Ways domestic violence victims can protect themselves in divorce

On Behalf of | Feb 7, 2024 | DIVORCE - Domestic Violence |

Divorcing an abusive spouse is a brave and important step towards reclaiming your life. This challenging transition can pave the way for healing and new beginnings. However, before you can completely sever ties with your soon-to-be ex-spouse, you must go through the divorce process.

Here are some strategies to ensure your safety and protection during this period.

Secure a support network

During this challenging time, it’s essential to surround yourself with people who care about you. Don’t hesitate to lean on trusted family members for support. If you feel safe and comfortable, also consider reaching out to reliable friends. It’s natural to want to isolate yourself when dealing with such a personal matter, but remember that facing such a tough time alone can be difficult. So, embrace the support of your loved ones.

You’re not alone in this journey. There are people in your life willing to lend a hand if you let them.

Keep communication through attorneys

In a divorce, particularly one involving domestic violence, direct communication with your spouse could potentially lead to harm or manipulation. To avoid this risk, keep communications with your spouse through your attorneys. This approach prevents unnecessary stress and confines your interactions to a structured and neutral environment. Plus, it ensures all discussions are officially documented, which could serve as crucial court evidence later on.

By maintaining this boundary, you’re protecting yourself and maintaining a safe distance from your abuser.

Obtain a restraining order

If you already have a restraining order, you can proceed with the divorce process. If not, it may be worth considering.
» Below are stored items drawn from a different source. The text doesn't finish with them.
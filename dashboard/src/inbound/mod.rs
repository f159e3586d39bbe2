//! Inbound adapters that translate external requests into controller calls
//! while keeping front-end details at the edge.
//!
//! The command-line front end lives under [`cli`].

pub mod cli;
A restraining order is often a first step for many domestic violence victims, as this legal measure provides immediate protection by creating a legally enforceable barrier between you and your abusive spouse.
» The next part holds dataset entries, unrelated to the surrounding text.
//! Dashboard error taxonomy.
//!
//! Fetch and mutation failures are transport agnostic: the HTTP adapter maps
//! its failures into [`StoreFailure`] and the controllers hand the typed
//! errors back to the caller, which decides how to present them. Validation
//! failures never appear here; they stay inside the form as
//! [`FieldErrors`](super::FieldErrors).

use std::fmt;

use thiserror::Error;

use super::ports::define_port_error;
use super::{UserDraft, UserId};

define_port_error! {
    /// Why a call to the user API failed.
    pub enum StoreFailure {
        /// The request never produced a response.
        Transport {
            /// Transport error description.
            message: String,
        } => "transport failed: {message}",
        /// The request exceeded the configured timeout.
        Timeout {
            /// Timeout error description.
            message: String,
        } => "request timed out: {message}",
        /// The API answered with a status the operation does not accept.
        UnexpectedStatus {
            /// HTTP status code.
            status: u16,
            /// Compacted preview of the response body.
            body: String,
        } => "unexpected status {status}: {body}",
        /// The response body could not be decoded.
        Decode {
            /// Decoder error description.
            message: String,
        } => "response decode failed: {message}",
    }
}

impl StoreFailure {
    /// HTTP status carried by the failure, when the API answered.
    #[must_use]
    pub const fn status(&self) -> Option<u16> {
        match self {
            Self::UnexpectedStatus { status, .. } => Some(*status),
            _ => None,
        }
    }
}

/// Loading the user list failed.
#[derive(Debug, Clone, PartialEq, Eq, Error)]
#[error("failed to fetch users: {cause}")]
pub struct FetchError {
    cause: StoreFailure,
}

impl FetchError {
    /// Wrap a store failure.
    #[must_use]
    pub const fn new(cause: StoreFailure) -> Self {
        Self { cause }
    }

    /// Underlying failure.
    pub fn cause(&self) -> &StoreFailure {
        &self.cause
    }
}

impl From<StoreFailure> for FetchError {
    fn from(cause: StoreFailure) -> Self {
        Self::new(cause)
    }
}

/// Mutating operations offered by the user API.
#[derive(Debug, Clone, Copy, PartialEq, Eq, Hash)]
pub enum MutationKind {
    /// `POST /users`
    Create,
    /// `PUT /users/{id}`
    Update,
    /// `DELETE /users/{id}`
    Delete,
}

impl MutationKind {
    /// Lower-case verb used in logs and messages.
    pub const fn as_str(self) -> &'static str {
        match self {
            Self::Create => "create",
            Self::Update => "update",
            Self::Delete => "delete",
        }
    }
}

impl fmt::Display for MutationKind {
    fn fmt(&self, f: &mut fmt::Formatter<'_>) -> fmt::Result {
        f.write_str(self.as_str())
    }
}

/// A create, update, or delete call failed.
///
/// Carries what was attempted so the caller can report or retry it: the
/// target id for update and delete, and the submitted payload for create and
/// update.
#[derive(Debug, Clone, PartialEq, Eq, Error)]
#[error("failed to {operation} user{}: {cause}", target_suffix(.target.as_ref()))]
pub struct MutationError {
    operation: MutationKind,
    target: Option<UserId>,
    payload: Option<UserDraft>,
    cause: StoreFailure,
}

fn target_suffix(target: Option<&UserId>) -> String {
    target.map(|id| format!(" {id}")).unwrap_or_default()
}

impl MutationError {
    /// A failed `create` of `payload`.
    pub fn create(payload: UserDraft, cause: StoreFailure) -> Self {
        Self {
            operation: MutationKind::Create,
            target: None,
            payload: Some(payload),
            cause,
        }
    }

    /// A failed `update` of `target` with `payload`.
    pub fn update(target: UserId, payload: UserDraft, cause: StoreFailure) -> Self {
        Self {
            operation: MutationKind::Update,
            target: Some(target),
            payload: Some(payload),
            cause,
        }
    }

    /// A failed `delete` of `target`.
    pub fn delete(target: UserId, cause: StoreFailure) -> Self {
        Self {
            operation: MutationKind::Delete,
            target: Some(target),
            payload: None,
            cause,
        }
    }

    /// Which operation failed.
    pub fn operation(&self) -> MutationKind {
        self.operation
    }

    /// Record the operation targeted, if it had one.
    pub fn target(&self) -> Option<&UserId> {
        self.target.as_ref()
    }

    /// Payload that was submitted, if any.
    pub fn payload(&self) -> Option<&UserDraft> {
        self.payload.as_ref()
    }

    /// Underlying failure.
    pub fn cause(&self) -> &StoreFailure {
        &self.cause
    }
}

/// Any failure a dashboard operation reports to its caller.
#[derive(Debug, Clone, PartialEq, Eq, Error)]
pub enum DashboardError {
    /// Loading the list failed.
    #[error(transparent)]
    Fetch(#[from] FetchError),
    /// A mutation failed.
    #[error(transparent)]
    Mutation(#[from] MutationError),
}

impl DashboardError {
    /// Short message suitable for a user-facing notification.
    ///
    /// A delete the API answered with a rejecting status reads differently
    /// from one that never got an answer.
    ///
    /// # Examples
    /// ```
    /// use dashboard::domain::{DashboardError, FetchError, StoreFailure};
    ///
    /// let err = DashboardError::from(FetchError::new(StoreFailure::transport("offline")));
    /// assert_eq!(err.user_message(), "Failed to fetch user data. Please try again later.");
    /// ```
    #[must_use]
    pub fn user_message(&self) -> &'static str {
        match self {
            Self::Fetch(_) => "Failed to fetch user data. Please try again later.",
            Self::Mutation(err) => match (err.operation(), err.cause()) {
                (MutationKind::Create, _) => "Failed to create new user.",
                (MutationKind::Update, _) => "Failed to update user details.",
                (MutationKind::Delete, StoreFailure::UnexpectedStatus { .. }) => {
                    "Error deleting user."
                }
                (MutationKind::Delete, _) => "Failed to delete user.",
            },
        }
    }
}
In New Jersey, for example, you can request for one at your local Family Division of the Superior Court. The court will require evidence of the abuse, which could include:

  • Photographs
  • Text messages
  • Emails
  • Medical reports
  • Witness statements

Once granted, the restraining order can prevent your abuser from making any form of contact with you. Violations of this can result in criminal charges, providing you with another layer of security.

Path to healing

This is your journey towards reclaiming your life. While it may seem daunting, you are not alone. There are resources and support available to help you navigate this challenging time.